Roy Nachum’s experimental paintings, installations, sculptures and designs incorporate elements traditionally used in conceptual and interactive art. Works often include Braille text in relief. One recurring subject is the child with a gold crown covering his eyes (The King, 2010), suggesting man’s blindness caused by displaced values and desire. In his Fire paintings (Fire, 2011), Nachum utilizes Braille text and ash; the works are executed with the participation of people who are blind, leaving fingerprints as documentation of human contact. Whether experimenting with text, round color field paintings, investigating color blindness (S3, 2016) or interactive installations and sculptures (Sea of Crowns, 2017), visual perception has been the artists’ major interest.

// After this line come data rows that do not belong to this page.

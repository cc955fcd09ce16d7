//! `Simulator`: an in-process ERCI node used for tests and local ring rigs,
//! grounded on `r3erci/standaloneServer.py`'s `StandaloneServer`.
//!
//! The source's handler comments every state transition with `# TODO: Could
//! do some FSM check here` and never does one — any command is accepted in
//! any state. This is the one place SPEC_FULL.md calls for a redesign: this
//! simulator enforces the state machine for real and answers out-of-state
//! commands with `WRONG_STATE`, per the state diagram in spec.md §4.6:
//! STARTUP -> READY, READY <-> CONFIGURED via SELECT_CONFIG, CONFIGURED ->
//! RUNNING via START, RUNNING -> READY via STOP, RUNNING -> RUNNING via
//! SWITCH_RING/SWITCH_ANTENNA, any -> FAULT.

use std::collections::HashMap;

use crate::erci::constants::*;

/// Per-peer state the simulator tracks, the Rust analogue of the source's
/// `erebStates` dict entries.
#[derive(Debug, Clone, Copy)]
struct NodeState {
    state: ErciState,
    config_id: u8,
    ring_id: u8,
    antenna_id: u8,
    configmode_flag: u8,
    mac_address: [u8; MAC_ADDRESS_LENGTH],
    serial_number: [u8; SERIAL_NUMBER_LENGTH],
}

impl Default for NodeState {
    fn default() -> Self {
        NodeState {
            state: ErciState::Ready,
            config_id: INVALID_CONFIG,
            ring_id: INVALID_RING,
            antenna_id: INVALID_ANTENNA,
            configmode_flag: 0,
            mac_address: [0; MAC_ADDRESS_LENGTH],
            serial_number: [0; SERIAL_NUMBER_LENGTH],
        }
    }
}

/// One reply frame the simulator wants sent back to a peer, already
/// addressed by key.
#[derive(Debug, Clone)]
pub struct Outbox(pub Vec<u8>);

/// In-process ERCI node simulator. Not networked itself — callers decide how
/// request/reply bytes reach it, typically by wiring it to a
/// [`crate::transport::UdpTransport`] in a test harness.
#[derive(Debug, Default)]
pub struct Simulator {
    nodes: HashMap<String, NodeState>,
}

impl Simulator {
    /// Builds a simulator with no nodes yet known.
    pub fn new() -> Self {
        Self::default()
    }

    /// Current reported state for `peer`, defaulting to [`ErciState::Ready`]
    /// for a peer never seen before, matching the source's `setdefault`.
    pub fn state_of(&self, peer: &str) -> ErciState {
        self.nodes.get(peer).map(|n| n.state).unwrap_or(ErciState::Ready)
    }

    /// Preconfigures the passport (MAC address and serial number) a peer
    /// reports back to `PASSPORT_QUERY`, for tests and fixture setup.
    pub fn set_passport(&mut self, peer: &str, mac: [u8; MAC_ADDRESS_LENGTH], serial: &str) {
        let node = self.nodes.entry(peer.to_string()).or_default();
        node.mac_address = mac;
        let mut serial_bytes = [0u8; SERIAL_NUMBER_LENGTH];
        let n = serial.len().min(SERIAL_NUMBER_LENGTH);
        serial_bytes[..n].copy_from_slice(&serial.as_bytes()[..n]);
        node.serial_number = serial_bytes;
    }

    /// Processes one inbound frame from `peer`, returning the reply frame to
    /// send back (if any — `REBOOT` and unrecognized commands get no reply,
    /// matching the source).
    pub fn handle(&mut self, peer: &str, data: &[u8]) -> Option<Outbox> {
        if data.len() < HEADER_SIZE {
            return Some(self.command_result(255, ErciResultCode::InvalidDataReceived, "Short frame."));
        }

        if data[0] != RESERVED_VALUE || data[1] != PROTOCOL_VERSION {
            return None;
        }

        let cmd = match ErciCmd::from_u8(data[2]) {
            Some(c) => c,
            None => return Some(self.command_result(data[3], ErciResultCode::InvalidMessageReceived, "")),
        };
        let seq = data[3];

        if matches!(cmd, ErciCmd::Invalid | ErciCmd::CommandResult | ErciCmd::StateResponse) {
            return Some(self.command_result(seq, ErciResultCode::InvalidMessageReceived, ""));
        }

        let (expected, kind) = packet_length(cmd).expect("non-INVALID command has a length entry");
        let length_ok = match kind {
            PacketLengthKind::Minimum => data.len() >= expected,
            PacketLengthKind::Exact => data.len() == expected,
            PacketLengthKind::Maximum => data.len() <= expected,
        };
        if !length_ok {
            return Some(self.command_result(seq, ErciResultCode::InvalidDataReceived, "Wrong frame length."));
        }

        let node = self.nodes.entry(peer.to_string()).or_default();
        let reply = match cmd {
            ErciCmd::SelectConfig => {
                if !matches!(node.state, ErciState::Ready | ErciState::Configured) {
                    return Some(self.wrong_state(seq));
                }
                node.state = ErciState::Configured;
                node.config_id = data[4];
                node.ring_id = data[5];
                node.antenna_id = data[6];
                self.command_result(
                    seq,
                    ErciResultCode::Success,
                    &format!(
                        "Selected config {} ring {} antenna {}",
                        node.config_id, node.ring_id, node.antenna_id
                    ),
                )
            }
            ErciCmd::SwitchRing => {
                if node.state != ErciState::Running {
                    return Some(self.wrong_state(seq));
                }
                node.ring_id = data[4];
                node.antenna_id = data[5];
                self.command_result(
                    seq,
                    ErciResultCode::Success,
                    &format!("Switched to ring {} antenna {}", node.ring_id, node.antenna_id),
                )
            }
            ErciCmd::Start => {
                if node.state != ErciState::Configured {
                    return Some(self.wrong_state(seq));
                }
                node.state = ErciState::Running;
                self.command_result(seq, ErciResultCode::Success, "Started ring.")
            }
            ErciCmd::Stop => {
                if node.state != ErciState::Running {
                    return Some(self.wrong_state(seq));
                }
                node.state = ErciState::Ready;
                self.command_result(seq, ErciResultCode::Success, "Stopped ring.")
            }
            ErciCmd::StateQuery => {
                let frame = self.frame(
                    ErciCmd::StateResponse,
                    seq,
                    &[node.state.to_u8(), node.config_id, node.ring_id, node.antenna_id],
                );
                return Some(Outbox(frame));
            }
            ErciCmd::DiagnosticDescriptionQuery => {
                let mut payload = b"r3link simulated node".to_vec();
                payload.push(0);
                return Some(Outbox(self.frame(ErciCmd::DiagnosticDescriptionResponse, seq, &payload)));
            }
            ErciCmd::SwitchAntenna => {
                if node.state != ErciState::Running {
                    return Some(self.wrong_state(seq));
                }
                node.antenna_id = data[4];
                self.command_result(seq, ErciResultCode::Success, &format!("Switched to antenna {}", node.antenna_id))
            }
            ErciCmd::SetConfigMode => {
                node.configmode_flag = data[4];
                self.command_result(seq, ErciResultCode::Success, &format!("Switched configmode flag to {}", node.configmode_flag))
            }
            ErciCmd::Reboot => {
                node.state = ErciState::Startup;
                return None;
            }
            ErciCmd::PassportQuery => {
                let mut payload = vec![ErciResultCode::Success.to_u8()];
                payload.extend_from_slice(&node.mac_address);
                payload.extend_from_slice(&node.serial_number);
                return Some(Outbox(self.frame(ErciCmd::PassportQueryResponse, seq, &payload)));
            }
            ErciCmd::GetCsiQuery => {
                if node.state != ErciState::Running {
                    return Some(self.wrong_state(seq));
                }
                return Some(Outbox(self.frame(ErciCmd::GetCsiResponse, seq, &self.synthetic_csi())));
            }
            _ => return None,
        };
        Some(reply)
    }

    /// Builds a deterministic `GET_CSI_RESPONSE` payload: station ids
    /// `1..=20` and a zeroed upper-triangular magnitude matrix, since the
    /// simulator has no real antenna hardware to sample.
    fn synthetic_csi(&self) -> Vec<u8> {
        let mut payload = vec![ErciResultCode::Success.to_u8()];
        for id in 1..=CSI_STATION_COUNT as u16 {
            payload.extend_from_slice(&id.to_be_bytes());
        }
        let pair_count = CSI_STATION_COUNT * (CSI_STATION_COUNT - 1) / 2;
        payload.extend(std::iter::repeat(0u8).take(pair_count * 4));
        payload
    }

    fn wrong_state(&self, seq: u8) -> Outbox {
        self.command_result(seq, ErciResultCode::WrongState, "Command not valid in current state.")
    }

    fn command_result(&self, seq: u8, code: ErciResultCode, status_msg: &str) -> Outbox {
        let mut payload = vec![code.to_u8()];
        payload.extend_from_slice(status_msg.as_bytes());
        payload.push(0);
        Outbox(self.frame(ErciCmd::CommandResult, seq, &payload))
    }

    fn frame(&self, cmd: ErciCmd, seq: u8, payload: &[u8]) -> Vec<u8> {
        let mut data = vec![RESERVED_VALUE, PROTOCOL_VERSION, cmd.to_u8(), seq];
        data.extend_from_slice(payload);
        data
    }
}

#[cfg(test)]
mod tests {
    use super::*;

    fn select_config(seq: u8, config: u8, ring: u8, antenna: u8) -> Vec<u8> {
        vec![RESERVED_VALUE, PROTOCOL_VERSION, ErciCmd::SelectConfig.to_u8(), seq, config, ring, antenna]
    }

    fn fixed(cmd: ErciCmd, seq: u8) -> Vec<u8> {
        vec![RESERVED_VALUE, PROTOCOL_VERSION, cmd.to_u8(), seq]
    }

    #[test]
    fn full_select_start_stop_cycle_succeeds() {
        let mut sim = Simulator::new();
        let peer = "10.0.0.5";

        let reply = sim.handle(peer, &select_config(1, 3, 1, 1)).unwrap();
        assert_eq!(reply.0[2], ErciCmd::CommandResult.to_u8());
        assert_eq!(reply.0[4], ErciResultCode::Success.to_u8());
        assert_eq!(sim.state_of(peer), ErciState::Configured);

        let reply = sim.handle(peer, &fixed(ErciCmd::Start, 2)).unwrap();
        assert_eq!(reply.0[4], ErciResultCode::Success.to_u8());
        assert_eq!(sim.state_of(peer), ErciState::Running);

        let reply = sim.handle(peer, &fixed(ErciCmd::Stop, 3)).unwrap();
        assert_eq!(reply.0[4], ErciResultCode::Success.to_u8());
        assert_eq!(sim.state_of(peer), ErciState::Ready);
    }

    #[test]
    fn start_before_select_config_is_wrong_state() {
        let mut sim = Simulator::new();
        let reply = sim.handle("10.0.0.6", &fixed(ErciCmd::Start, 1)).unwrap();
        assert_eq!(reply.0[2], ErciCmd::CommandResult.to_u8());
        assert_eq!(reply.0[4], ErciResultCode::WrongState.to_u8());
    }

    #[test]
    fn switch_ring_requires_running_state() {
        let mut sim = Simulator::new();
        let peer = "10.0.0.7";
        sim.handle(peer, &select_config(1, 1, 1, 1));
        let switch = vec![RESERVED_VALUE, PROTOCOL_VERSION, ErciCmd::SwitchRing.to_u8(), 2, 2, 2];
        let reply = sim.handle(peer, &switch).unwrap();
        assert_eq!(reply.0[4], ErciResultCode::WrongState.to_u8());

        sim.handle(peer, &fixed(ErciCmd::Start, 3));
        let switch = vec![RESERVED_VALUE, PROTOCOL_VERSION, ErciCmd::SwitchRing.to_u8(), 4, 5, 5];
        let reply = sim.handle(peer, &switch).unwrap();
        assert_eq!(reply.0[4], ErciResultCode::Success.to_u8());
    }

    #[test]
    fn rejects_frame_with_wrong_length() {
        let mut sim = Simulator::new();
        let short = vec![RESERVED_VALUE, PROTOCOL_VERSION, ErciCmd::SelectConfig.to_u8(), 1, 1];
        let reply = sim.handle("10.0.0.8", &short).unwrap();
        assert_eq!(reply.0[4], ErciResultCode::InvalidDataReceived.to_u8());
    }

    #[test]
    fn passport_query_reports_configured_identity() {
        let mut sim = Simulator::new();
        let peer = "10.0.0.9";
        sim.set_passport(peer, [1, 2, 3, 4, 5, 6], "SN-001");

        let mut query = vec![RESERVED_VALUE, PROTOCOL_VERSION, ErciCmd::PassportQuery.to_u8(), 1];
        query.extend_from_slice(&[0; MAC_ADDRESS_LENGTH]);
        query.extend_from_slice(&[0; SERIAL_NUMBER_LENGTH]);

        let reply = sim.handle(peer, &query).unwrap();
        assert_eq!(reply.0[2], ErciCmd::PassportQueryResponse.to_u8());
        assert_eq!(reply.0[4], ErciResultCode::Success.to_u8());
        assert_eq!(&reply.0[5..11], &[1, 2, 3, 4, 5, 6]);
        assert!(reply.0[11..].starts_with(b"SN-001"));
    }

    #[test]
    fn get_csi_query_requires_running_state() {
        let mut sim = Simulator::new();
        let peer = "10.0.0.10";
        let query = fixed(ErciCmd::GetCsiQuery, 1);

        let reply = sim.handle(peer, &query).unwrap();
        assert_eq!(reply.0[4], ErciResultCode::WrongState.to_u8());

        sim.handle(peer, &select_config(2, 1, 1, 1));
        sim.handle(peer, &fixed(ErciCmd::Start, 3));
        let reply = sim.handle(peer, &fixed(ErciCmd::GetCsiQuery, 4)).unwrap();
        assert_eq!(reply.0[2], ErciCmd::GetCsiResponse.to_u8());
        assert_eq!(reply.0[4], ErciResultCode::Success.to_u8());
        assert_eq!(reply.0.len(), 4 + 1 + CSI_STATION_COUNT * STAID_LENGTH + (CSI_STATION_COUNT * (CSI_STATION_COUNT - 1) / 2) * 4);
    }
}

Nachum sees his work as an “eye opener”, a vehicle to allow viewers to confront their own existential apprehensions. Nachum starts a painting and leaves the viewer to complete it, believing that human interaction keeps the work alive and breaks the barrier between observer and “sacred object”. Imbued with its own evolution, the work takes form through a series of unstructured experiments. Nachum analyzes the endless possibilities of a material or method to introduce an additional dimension to the work.
Roy Nachum attended The Cooper Union in New York. Nachum’s work is included in many important public and private collections worldwide. He was nominated for 2017’s 59th annual Grammy awards for best recording packaging for the art and art direction of Rihanna’s acclaimed album Anti.
Nachum currently lives in New York and works in New York and Italy.